Na base dessa maturidade crescente existe uma série de programas de concessão de subsídios por parte do governo e espectáculos gratuitos introduzidos nos últimos 20 anos, que proporcionaram uma plataforma para que os residentes interagissem com os músicos locais e desenvolvessem uma educação musical.
“O governo tem apoiado muito a música”, diz Lu. “Ajudou a criar uma atmosfera acolhedora e espaço para artistas locais e internacionais. Em Xangai ou em Cantão as pessoas têm de despender mais de mil patacas para adquirir um bilhete para um concerto – em Macau os preços dos bilhetes rondam as centenas de patacas, uma vez que são altamente subsidiados pelo governo.”
O concerto musical Hush!! Full Music, um evento anual organizado pelo Instituto Cultural de Macau desde 2005 – que teve lugar em Abril desse ano – foi fundamental para esse objectivo. O Festival Internacional de Música de Macau, cuja 33ª edição decorreu durante a maior parte de Outubro de 2019, é outro grande acontecimento anual organizado pelo governo que reúne artistas de renome internacional um pouco de todo o mundo que se destina a promover a música.
A um nível mais independente, a Live Music Association, uma organização sem fins lucrativos que realiza
Foto cedida pelo Centro de Assuntos Culturais
Lu Jia, maestro.
espectáculos nocturnos de artistas locais e de fora da cidade, tem desempenhado um papel importante na promoção de um cenário musical alternativo.
Lu crê que um nível tão elevado de envolvimento, tanto a nível governamental como independente, ajudará a desenvolver o potencial musical da cidade.
O posicionamento demográfico e geográfico único de Macau, acrescenta, também pode contribuir para isso. “O que é interessante em Macau”, diz ele, “é que a idade do nosso público é relativamente jovem, especialmente em comparação com a Europa. Também somos um ponto de entrada na província de Guangdong para muitas culturas europeias. Macau é uma ponte e penso que ambos os aspectos – este público mais jovem e a nossa vantagem geográfica – serão as principais forças no seu futuro desenvolvimento musical.”

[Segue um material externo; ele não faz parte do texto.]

use chrono::{DateTime, Utc};
use serde::{Deserialize, Serialize};
use std::fmt;

use super::{Attachment, Channel, Trace};
use crate::error::{EtherError, Result};

/// Reference to a persisted message another message causally derives from.
#[derive(Debug, Clone, Copy, PartialEq, Eq, Serialize, Deserialize)]
pub struct SourceRef {
    pub message_id: i64,
    pub trace_id: i64,
}

/// A unit of communication on a channel.
///
/// `id` and `sent_at` are assigned by the store when the message is persisted. A message
/// can only be persisted once.
#[derive(Debug, Clone, PartialEq, Serialize, Deserialize)]
pub struct AsyncMessage {
    pub channel: Channel,
    #[serde(rename = "type")]
    pub message_type: String,
    pub sender: String,
    pub contents: Option<String>,
    #[serde(default)]
    pub sources: Vec<SourceRef>,
    pub trace: Option<Trace>,
    #[serde(default)]
    pub attachments: Vec<Attachment>,
    pub id: Option<i64>,
    pub sent_at: Option<DateTime<Utc>>,
    #[serde(default)]
    pub starts_trace: bool,
}

impl AsyncMessage {
    pub fn new(
        channel: Channel,
        message_type: impl Into<String>,
        sender: impl Into<String>,
        contents: Option<String>,
    ) -> Self {
        Self {
            channel,
            message_type: message_type.into(),
            sender: sender.into(),
            contents,
            sources: Vec::new(),
            trace: None,
            attachments: Vec::new(),
            id: None,
            sent_at: None,
            starts_trace: false,
        }
    }

    /// Send this message as part of an existing trace.
    pub fn in_trace(mut self, trace: Trace) -> Self {
        self.trace = Some(trace);
        self
    }

    /// Record the messages this one derives from. All sources must be persisted and must
    /// share a single trace.
    pub fn derived_from(mut self, sources: &[&AsyncMessage]) -> Result<Self> {
        let mut refs = Vec::with_capacity(sources.len());
        for src in sources {
            let message_id = src
                .id
                .ok_or_else(|| EtherError::precondition("source message has not been sent"))?;
            let trace_id = src
                .trace
                .as_ref()
                .and_then(|t| t.id)
                .ok_or_else(|| EtherError::precondition("source message has no trace"))?;
            refs.push(SourceRef {
                message_id,
                trace_id,
            });
        }

        if let Some(first) = refs.first() {
            if refs.iter().any(|r| r.trace_id != first.trace_id) {
                return Err(EtherError::precondition(
                    "cannot have sources from different traces",
                ));
            }
        }

        self.sources = refs;
        Ok(self)
    }

    pub fn attach(&mut self, attachment: Attachment) {
        self.attachments.push(attachment);
    }

    pub fn contents_or_empty(&self) -> &str {
        self.contents.as_deref().unwrap_or("")
    }

    fn check_unsent(&self) -> Result<()> {
        if let Some(id) = self.id {
            return Err(EtherError::precondition(format!(
                "can't resend message {}",
                id
            )));
        }
        Ok(())
    }

    fn check_supported(&self) -> Result<()> {
        if !self.sources.is_empty() {
            return Err(EtherError::unsupported("message sources"));
        }
        if !self.attachments.is_empty() {
            return Err(EtherError::unsupported("message attachments"));
        }
        Ok(())
    }

    /// Validate a message for `Ether::send`, returning the id of its trace.
    pub fn check_sendable(&self) -> Result<i64> {
        self.check_unsent()?;
        let trace = self.trace.as_ref().ok_or_else(|| {
            EtherError::precondition("message has no trace, use begin_trace to start one")
        })?;
        let trace_id = trace.require_id()?;
        self.check_supported()?;
        Ok(trace_id)
    }

    /// Validate a message for `Ether::begin_trace`.
    pub fn check_can_begin_trace(&self) -> Result<()> {
        self.check_unsent()?;
        if self.trace.is_some() {
            return Err(EtherError::precondition("message already belongs to a trace"));
        }
        self.check_supported()
    }
}

impl fmt::Display for AsyncMessage {
    fn fmt(&self, f: &mut fmt::Formatter<'_>) -> fmt::Result {
        let trace = self
            .trace
            .as_ref()
            .and_then(|t| t.id)
            .map_or_else(|| "-".to_string(), |id| id.to_string());
        let id = self.id.map_or_else(|| "-".to_string(), |id| id.to_string());
        write!(
            f,
            "AsyncMessage({}, {}, {}, {}, {}, {})",
            self.channel,
            trace,
            id,
            self.sender,
            self.message_type,
            self.contents_or_empty().len()
        )
    }
}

De qualquer forma o caminho a seguir não se apresenta fácil.
“Espero que haja mais músicos locais em Macau”, diz Lu, acrescentando que gostaria de ver “mais orquestras juvenis e currículos de música nas escolas.” “O desenvolvimento da área da Grande Baía poderá desempenhar um papel importante no futuro do panorama musical de Macau.”
Macau teve um panorama artístico vibrante ao longos de centenas de anos mas, nos últimos 20 anos, foi reforçada essa componente cultural permitindo que se tenha tornado num importante centro artístico regional.